Please say how many lines in the records contain the word "length", giving only the number.

### Input material

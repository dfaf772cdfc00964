//! Cached orbit-path polylines for trail rendering.
//!
//! Orbital elements never change at runtime, so a body's sampled path is
//! cache-eligible: entries are computed on first access and only discarded
//! on explicit invalidation (selection change) or when the sampling
//! resolution changes. Recomputation is cheap, so no locking is involved;
//! the cache is plain single-threaded mutable state owned by the caller.

use std::collections::HashMap;

use glam::DVec3;
use log::debug;

use crate::ephemeris::{CelestialBodyId, Ephemeris};

/// Default number of samples per orbit; a rendering-quality knob, not a
/// correctness value.
pub const DEFAULT_PATH_SAMPLES: usize = 180;

/// Per-body cache of closed orbit polylines.
pub struct OrbitPathCache {
    samples: usize,
    paths: HashMap<CelestialBodyId, Vec<DVec3>>,
}

impl Default for OrbitPathCache {
    fn default() -> Self {
        Self::new(DEFAULT_PATH_SAMPLES)
    }
}

impl OrbitPathCache {
    /// Create a cache sampling `samples` points per orbit.
    pub fn new(samples: usize) -> Self {
        Self {
            samples,
            paths: HashMap::new(),
        }
    }

    /// Current sampling resolution.
    pub fn samples(&self) -> usize {
        self.samples
    }

    /// Change the sampling resolution, discarding every cached path.
    pub fn set_samples(&mut self, samples: usize) {
        if samples != self.samples {
            self.samples = samples;
            self.paths.clear();
        }
    }

    /// The closed orbit polyline for a body, sampling it on first access.
    ///
    /// Returns `None` for bodies without an orbit (the Sun).
    pub fn path(&mut self, ephemeris: &Ephemeris, id: CelestialBodyId) -> Option<&[DVec3]> {
        if !self.paths.contains_key(&id) {
            let orbit = ephemeris.body_data(id)?.orbit.as_ref()?;
            debug!(
                "sampling orbit path for {} ({} samples)",
                id.name(),
                self.samples
            );
            self.paths.insert(id, orbit.sample_path(self.samples));
        }
        self.paths.get(&id).map(Vec::as_slice)
    }

    /// Drop one body's cached path (e.g. on selection change).
    pub fn invalidate(&mut self, id: CelestialBodyId) {
        self.paths.remove(&id);
    }

    /// Drop every cached path.
    pub fn clear(&mut self) {
        self.paths.clear();
    }
}
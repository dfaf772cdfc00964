//! Ephemeris module for computing celestial body positions.
//!
//! Coordinate frame:
//! - 3D heliocentric (Sun at origin), J2000 ecliptic, distances in AU.
//!
//! Every query is a pure function of (body, elapsed days since J2000);
//! nothing is persisted between frames, so arbitrary jumps of the simulated
//! clock are always consistent.

pub mod data;
pub mod kepler;

#[cfg(test)]
mod proptest_ephemeris;

pub use data::{CelestialBodyData, CelestialBodyFacts, CelestialBodyId, all_bodies, get_facts};
pub use kepler::{ElementsError, KeplerOrbit};

use glam::DVec3;
use std::collections::HashMap;

use crate::types::{BodyState, EARTH_ORBITAL_SPEED_KM_S};

/// Number of bodies in the solar system model (1 Sun + 8 planets).
pub const BODY_COUNT: usize = 9;

/// Standard body order for per-frame snapshots, Sun first.
const BODY_ORDER: [CelestialBodyId; BODY_COUNT] = [
    CelestialBodyId::Sun,
    CelestialBodyId::Mercury,
    CelestialBodyId::Venus,
    CelestialBodyId::Earth,
    CelestialBodyId::Mars,
    CelestialBodyId::Jupiter,
    CelestialBodyId::Saturn,
    CelestialBodyId::Uranus,
    CelestialBodyId::Neptune,
];

/// Distance and speed readouts for the info panel.
#[derive(Clone, Copy, Debug)]
pub struct BodyDistances {
    /// Heliocentric distance in AU
    pub from_sun_au: f64,
    /// Distance to Earth in AU
    pub from_earth_au: f64,
    /// Display-grade heliocentric speed estimate in km/s, from the
    /// circular-orbit vis-viva relation v ≈ 29.78·√(1/r).
    pub orbital_speed_km_s: f64,
}

/// Body table behind id-keyed position queries.
pub struct Ephemeris {
    /// Cached body data (static J2000 orbital elements)
    body_data: HashMap<CelestialBodyId, CelestialBodyData>,
}

impl Default for Ephemeris {
    fn default() -> Self {
        Self::new()
    }
}

impl Ephemeris {
    /// Create a new ephemeris with all celestial body data loaded.
    pub fn new() -> Self {
        let mut body_data = HashMap::new();
        for data in all_bodies() {
            body_data.insert(data.id, data);
        }
        Self { body_data }
    }

    /// Get the static data for a celestial body.
    pub fn body_data(&self, id: CelestialBodyId) -> Option<&CelestialBodyData> {
        self.body_data.get(&id)
    }

    /// Compute the heliocentric position of a body at `t` days past J2000.
    ///
    /// The Sun is fixed at the origin; planets follow their Kepler orbits.
    pub fn position(&self, id: CelestialBodyId, t_days: f64) -> Option<DVec3> {
        let data = self.body_data.get(&id)?;
        Some(match &data.orbit {
            Some(orbit) => orbit.position_at_days(t_days),
            None => DVec3::ZERO,
        })
    }

    /// Compute the full body state at `t` days past J2000.
    pub fn body_state(&self, id: CelestialBodyId, t_days: f64) -> Option<BodyState> {
        self.position(id, t_days).map(BodyState::new)
    }

    /// Snapshot of every body's position at `t` days past J2000, in stable
    /// Sun-first order. This is the per-frame input to projection.
    pub fn all_positions(&self, t_days: f64) -> Vec<(CelestialBodyId, DVec3)> {
        BODY_ORDER
            .iter()
            .filter_map(|&id| self.position(id, t_days).map(|pos| (id, pos)))
            .collect()
    }

    /// Distance and speed readouts for a body at `t` days past J2000.
    pub fn distances(&self, id: CelestialBodyId, t_days: f64) -> Option<BodyDistances> {
        let pos = self.position(id, t_days)?;
        let earth_pos = self.position(CelestialBodyId::Earth, t_days)?;

        let from_sun_au = pos.length();
        let orbital_speed_km_s = if from_sun_au > 0.0 {
            (1.0 / from_sun_au).sqrt() * EARTH_ORBITAL_SPEED_KM_S
        } else {
            0.0
        };

        Some(BodyDistances {
            from_sun_au,
            from_earth_au: (pos - earth_pos).length(),
            orbital_speed_km_s,
        })
    }
}

#[cfg(test)]
mod tests {
    use super::*;
    use approx::assert_relative_eq;

    #[test]
    fn test_sun_is_fixed_at_origin() {
        let ephemeris = Ephemeris::new();
        for t in [0.0, 1234.5, -10000.0] {
            let pos = ephemeris.position(CelestialBodyId::Sun, t).unwrap();
            assert_eq!(pos, DVec3::ZERO);
        }
    }

    #[test]
    fn test_all_positions_order_and_count() {
        let ephemeris = Ephemeris::new();
        let snapshot = ephemeris.all_positions(100.0);

        assert_eq!(snapshot.len(), BODY_COUNT);
        assert_eq!(snapshot[0].0, CelestialBodyId::Sun);
        assert_eq!(snapshot[1].0, CelestialBodyId::Mercury);
        assert_eq!(snapshot[8].0, CelestialBodyId::Neptune);
    }

    #[test]
    fn test_earth_distance_to_itself_is_zero() {
        let ephemeris = Ephemeris::new();
        let d = ephemeris.distances(CelestialBodyId::Earth, 42.0).unwrap();
        assert_relative_eq!(d.from_earth_au, 0.0, epsilon = 1e-12);
        assert_relative_eq!(d.from_sun_au, 1.0, epsilon = 0.02);
    }

    #[test]
    fn test_earth_speed_is_near_reference() {
        let ephemeris = Ephemeris::new();
        let d = ephemeris.distances(CelestialBodyId::Earth, 0.0).unwrap();
        assert_relative_eq!(d.orbital_speed_km_s, EARTH_ORBITAL_SPEED_KM_S, epsilon = 0.5);
    }

    #[test]
    fn test_sun_distances_are_degenerate_but_finite() {
        let ephemeris = Ephemeris::new();
        let d = ephemeris.distances(CelestialBodyId::Sun, 0.0).unwrap();
        assert_eq!(d.from_sun_au, 0.0);
        assert_eq!(d.orbital_speed_km_s, 0.0);
        assert!(d.from_earth_au > 0.9);
    }

    #[test]
    fn test_body_state_matches_position() {
        let ephemeris = Ephemeris::new();
        let t = 687.0;
        let pos = ephemeris.position(CelestialBodyId::Mars, t).unwrap();
        let state = ephemeris.body_state(CelestialBodyId::Mars, t).unwrap();
        assert_eq!(state.pos, pos);
    }
}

######

Solution to the exercise:
2